呻吟語 / 外篇・廣喻・君子は經に反るのみ
進香叫佛某不禁,同僚非之。餘憮然曰:「王道荊榛而後蹊逕多。彼所為誠非善事,而心且福利之,為何可弗禁?所賴者緣是以自戒,而不敢為惡也。故歲饑不禁草木之實,待年豐彼自不食矣。善乎孟子之言曰『君子反經而已矣』。『而已矣』三字,旨哉妙哉!涵蓄多少趣味!」
新字:進香叫仏某不禁,同僚非之。余憮然曰:「王道荊榛而後蹊逕多。彼所為誠非善事,而心且福利之,為何可弗禁?所頼者縁是以自戒,而不敢為悪也。故歳饑不禁草木之実,待年豊彼自不食矣。善乎孟子之言曰『君子反経而已矣』。『而已矣』三字,旨哉妙哉!涵蓄多少趣味!」
書き下し
進香叫佛を某禁ぜず。同僚之を非とす。余憮然として曰く、「王道荊榛にして而る後に蹊逕多し。彼の為す所は誠に善事に非ず。而るに心且つ之を福利とす。何為れぞ禁ず可からざらんや。賴る所の者は是に緣りて以て自ら戒めて、敢へて惡を為さざるなり。故に歲饑ゑなば草木の實を禁ぜず、年豐かなるを待たば彼自ら食らはざらん。善いかな孟子の言に曰く『君子は經に反るのみ』と。『而已矣』の三字、旨いかな妙なるかな。涵蓄すること多少の趣味ぞ」と。
現代語訳
香を供え仏を唱えることを、私は禁じませんでした。同僚はこれを非としました。私は気落ちして言いました。
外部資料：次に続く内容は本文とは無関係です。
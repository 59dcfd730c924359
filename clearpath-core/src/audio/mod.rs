//! Stereo audio capture via cpal backend.
//!
//! # Design constraints
//!
//! The cpal input callback runs on an OS audio thread at elevated priority.
//! It **must not** block on a mutex or perform I/O. Samples are written as
//! interleaved `[L, R]` pairs into a lock-free SPSC ring buffer producer.
//!
//! Mono devices are duplicated onto both channels (direction degenerates to
//! a balanced estimate); devices with more than two channels contribute
//! their first two.
//!
//! # Threading note
//!
//! `cpal::Stream` is `!Send` on most platforms (COM on Windows, CoreAudio on macOS).
//! `AudioCapture` therefore must be created and dropped on the same thread.
//! The engine opens it inside its dedicated pipeline thread.

pub mod device;
pub mod resample;
pub mod wav;

#[cfg(feature = "audio-cpal")]
use cpal::{
    traits::{DeviceTrait, StreamTrait},
    SampleFormat, SampleRate, Stream, StreamConfig,
};

#[cfg(feature = "audio-cpal")]
use crate::buffering::Producer;
use crate::{
    buffering::AudioProducer,
    error::{ClearPathError, Result},
};
use std::sync::{
    atomic::{AtomicBool, AtomicU64, Ordering},
    Arc,
};
#[cfg(feature = "audio-cpal")]
use tracing::{error, info, warn};

/// Handle to an active audio capture stream.
///
/// **Not `Send`** — `cpal::Stream` is bound to its creation thread on Windows/macOS.
/// Create and drop this type on the same OS thread.
pub struct AudioCapture {
    /// Kept alive so the stream is not dropped prematurely.
    #[cfg(feature = "audio-cpal")]
    _stream: Stream,
    /// Actual capture sample rate reported by the device (Hz).
    pub sample_rate: u32,
    /// Samples the callback could not push because the ring was full.
    dropped_samples: Arc<AtomicU64>,
}

/// Stereo frames folded per pass over a callback buffer.
#[cfg(feature = "audio-cpal")]
const SCRATCH_FRAMES: usize = 1_024;

/// Map a backend error message onto the acquisition error taxonomy.
pub fn classify_device_error(message: String) -> ClearPathError {
    let lowered = message.to_ascii_lowercase();
    if ["permission", "denied", "not allowed", "unauthorized"]
        .iter()
        .any(|k| lowered.contains(k))
    {
        ClearPathError::PermissionDenied(message)
    } else {
        ClearPathError::AudioDevice(message)
    }
}

/// Fold interleaved device samples into `out` as interleaved stereo.
///
/// Writes at most `out.len() / 2` frames and never allocates. Returns the
/// number of stereo frames written.
#[cfg_attr(not(feature = "audio-cpal"), allow(dead_code))]
fn fold_to_stereo<T: Copy>(
    data: &[T],
    channels: usize,
    convert: impl Fn(T) -> f32,
    out: &mut [f32],
) -> usize {
    let channels = channels.max(1);
    let frames = (data.len() / channels).min(out.len() / 2);
    for (pair, src) in out
        .chunks_exact_mut(2)
        .zip(data.chunks_exact(channels))
        .take(frames)
    {
        let left = convert(src[0]);
        pair[0] = left;
        pair[1] = if channels >= 2 { convert(src[1]) } else { left };
    }
    frames
}

impl AudioCapture {
    /// Open an input device by preferred name, otherwise fall back to the
    /// default input device and then the first available device.
    ///
    /// `interrupted` is raised if the backend reports the device vanished
    /// after the stream started.
    ///
    /// # Errors
    /// `NoDefaultInputDevice`, `PermissionDenied`, `AudioDevice` or
    /// `AudioStream`, depending on where acquisition failed.
    #[cfg(feature = "audio-cpal")]
    pub fn open_with_preference(
        mut producer: AudioProducer,
        running: Arc<AtomicBool>,
        interrupted: Arc<AtomicBool>,
        preferred_device_name: Option<&str>,
    ) -> Result<Self> {
        use cpal::traits::HostTrait;

        let host = cpal::default_host();
        let mut selected_device = None;

        if let Some(preferred_name) = preferred_device_name {
            match host.input_devices() {
                Ok(mut devices) => {
                    selected_device = devices.find(|device| {
                        device
                            .name()
                            .map(|name| name == preferred_name)
                            .unwrap_or(false)
                    });
                    if selected_device.is_none() {
                        warn!(
                            "preferred input device '{}' not found, falling back",
                            preferred_name
                        );
                    }
                }
                Err(e) => {
                    warn!("failed to list input devices while resolving preference: {e}");
                }
            }
        }

        let device = if let Some(device) = selected_device {
            device
        } else if let Some(default) = host.default_input_device() {
            default
        } else {
            let mut devices = host
                .input_devices()
                .map_err(|e| classify_device_error(e.to_string()))?;
            let fallback = devices.next().ok_or(ClearPathError::NoDefaultInputDevice)?;
            warn!("no default input device, falling back to first available input");
            fallback
        };

        info!(
            device = device.name().unwrap_or_default().as_str(),
            "opening input device"
        );

        let supported = device
            .default_input_config()
            .map_err(|e| classify_device_error(e.to_string()))?;

        let sample_rate = supported.sample_rate().0;
        let channels = supported.channels();
        if channels < 2 {
            warn!(channels, "mono input device, direction estimates will be centred");
        }
        info!(sample_rate, channels, "audio config selected");

        let config = StreamConfig {
            channels,
            sample_rate: SampleRate(sample_rate),
            buffer_size: cpal::BufferSize::Default,
        };

        let ch = channels as usize;
        let running_cb = Arc::clone(&running);
        let dropped_samples = Arc::new(AtomicU64::new(0));
        let dropped_cb = Arc::clone(&dropped_samples);
        let mut scratch = vec![0.0f32; SCRATCH_FRAMES * 2];
        let mut deliver = move |data_len: usize, fold: &mut dyn FnMut(usize, &mut [f32]) -> usize| {
            let block = SCRATCH_FRAMES * ch;
            let mut offset = 0;
            while offset < data_len {
                let frames = fold(offset, &mut scratch);
                if frames == 0 {
                    break;
                }
                let written = producer.push_slice(&scratch[..frames * 2]);
                if written < frames * 2 {
                    dropped_cb.fetch_add((frames * 2 - written) as u64, Ordering::Relaxed);
                }
                offset += block;
            }
        };

        let on_error = {
            let interrupted = Arc::clone(&interrupted);
            move |err: cpal::StreamError| {
                if matches!(err, cpal::StreamError::DeviceNotAvailable) {
                    interrupted.store(true, Ordering::SeqCst);
                    error!("audio device disconnected");
                } else {
                    error!("audio stream error: {err}");
                }
            }
        };

        let stream = match supported.sample_format() {
            SampleFormat::F32 => device.build_input_stream(
                &config,
                move |data: &[f32], _info| {
                    if !running_cb.load(Ordering::Relaxed) {
                        return;
                    }
                    deliver(data.len(), &mut |offset, out| {
                        fold_to_stereo(&data[offset..], ch, |s| s, out)
                    });
                },
                on_error,
                None,
            ),
            SampleFormat::I16 => device.build_input_stream(
                &config,
                move |data: &[i16], _info| {
                    if !running_cb.load(Ordering::Relaxed) {
                        return;
                    }
                    deliver(data.len(), &mut |offset, out| {
                        fold_to_stereo(&data[offset..], ch, |s| s as f32 / 32768.0, out)
                    });
                },
                on_error,
                None,
            ),
            SampleFormat::U8 => device.build_input_stream(
                &config,
                move |data: &[u8], _info| {
                    if !running_cb.load(Ordering::Relaxed) {
                        return;
                    }
                    deliver(data.len(), &mut |offset, out| {
                        fold_to_stereo(&data[offset..], ch, |s| (s as f32 - 128.0) / 128.0, out)
                    });
                },
                on_error,
                None,
            ),
            fmt => {
                return Err(ClearPathError::AudioStream(format!(
                    "unsupported sample format: {fmt:?}"
                )))
            }
        }
        .map_err(|e| match e {
            cpal::BuildStreamError::DeviceNotAvailable => ClearPathError::NoDefaultInputDevice,
            other => classify_device_error(other.to_string()),
        })?;

        stream
            .play()
            .map_err(|e| ClearPathError::AudioStream(e.to_string()))?;

        Ok(Self {
            _stream: stream,
            sample_rate,
            dropped_samples,
        })
    }

    /// Samples lost to a full ring buffer since the stream opened.
    pub fn dropped_samples(&self) -> u64 {
        self.dropped_samples.load(Ordering::Relaxed)
    }
}

/// Stub when the `audio-cpal` feature is disabled.
#[cfg(not(feature = "audio-cpal"))]
impl AudioCapture {
    pub fn open_with_preference(
        _producer: AudioProducer,
        _running: Arc<AtomicBool>,
        _interrupted: Arc<AtomicBool>,
        _preferred_device_name: Option<&str>,
    ) -> Result<Self> {
        Err(ClearPathError::AudioStream(
            "compiled without audio-cpal feature".into(),
        ))
    }
}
王の道が茨に覆われてから、脇道が多くなりました。彼らのしていることは確かに善い事ではありません。しかし心の中でそれを福利だと思っています。どうして禁じられないでしょうか。頼りにするのは、それによって自ら戒め、あえて悪をなさないことです。だから凶作の年には草木の実を禁じません。豊作を待てば彼らは自ずと食べなくなります。孟子の言葉が優れています、君子は常道に返るだけだと。だけだという三字が、実に味わい深い。どれほどの趣きを含んでいることでしょう。
解説
民間の信仰を禁じない理由を説きます。王の道が塞がったから脇道が多くなったのであって、脇道だけを塞いでも意味がありません。しかも彼らはそれで悪をなさずにいます。そして飢饉の例が置かれます。凶作の年に草木の実を禁じないのは、豊作になれば自ずと食べなくなるからです。代わりを用意せずに禁じないという、実際的な判断になっています。代わりを用意せずに禁じない、という判断です。脇道が多いのは、本道が塞がったからだとされます。